Available records
• • •
use {
    log::warn,
    serde::{Deserialize, Serialize},
    std::io::{Error, ErrorKind},
};

/// Storage width of meshlet-local triangle indices on disk.
///
/// Local indices always fit a byte; `U32` widens each of them to four bytes which is what the
/// legacy layout stores.
#[derive(Clone, Copy, Debug, Default, Deserialize, Eq, Hash, PartialEq, Serialize)]
pub enum IndexWidth {
    U8,
    #[default]
    U32,
}

impl IndexWidth {
    /// Size in bytes of one stored index.
    pub fn size(self) -> usize {
        match self {
            Self::U8 => 1,
            Self::U32 => 4,
        }
    }

    pub fn encode(self, indices: &[u8]) -> Vec<u8> {
        match self {
            Self::U8 => indices.to_vec(),
            Self::U32 => {
                let mut buf = Vec::with_capacity(indices.len() << 2);
                for &idx in indices {
                    buf.extend_from_slice(&(idx as u32).to_le_bytes());
                }

                buf
            }
        }
    }

    pub fn decode(self, buf: &[u8]) -> Result<Vec<u8>, Error> {
        match self {
            Self::U8 => Ok(buf.to_vec()),
            Self::U32 => {
                if buf.len() % 4 != 0 {
                    warn!("Triangle block of {} bytes is not a multiple of 4", buf.len());

                    return Err(Error::from(ErrorKind::InvalidData));
                }

                let mut res = Vec::with_capacity(buf.len() >> 2);
                for data in buf.chunks_exact(4) {
                    let idx = u32::from_le_bytes([data[0], data[1], data[2], data[3]]);
                    let idx = u8::try_from(idx).map_err(|_| {
                        warn!("Triangle index {idx} does not fit a meshlet");

                        Error::from(ErrorKind::InvalidData)
                    })?;
                    res.push(idx);
                }

                Ok(res)
            }
        }
    }

    /// Number of indices stored in `byte_len` bytes.
    pub fn count(self, byte_len: usize) -> usize {
        byte_len / self.size()
    }
}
• • •
Exercise
Reproduce every line above that contains the string "InvalidData".

Your response
                    return Err(Error::from(ErrorKind::InvalidData));
                        Error::from(ErrorKind::InvalidData)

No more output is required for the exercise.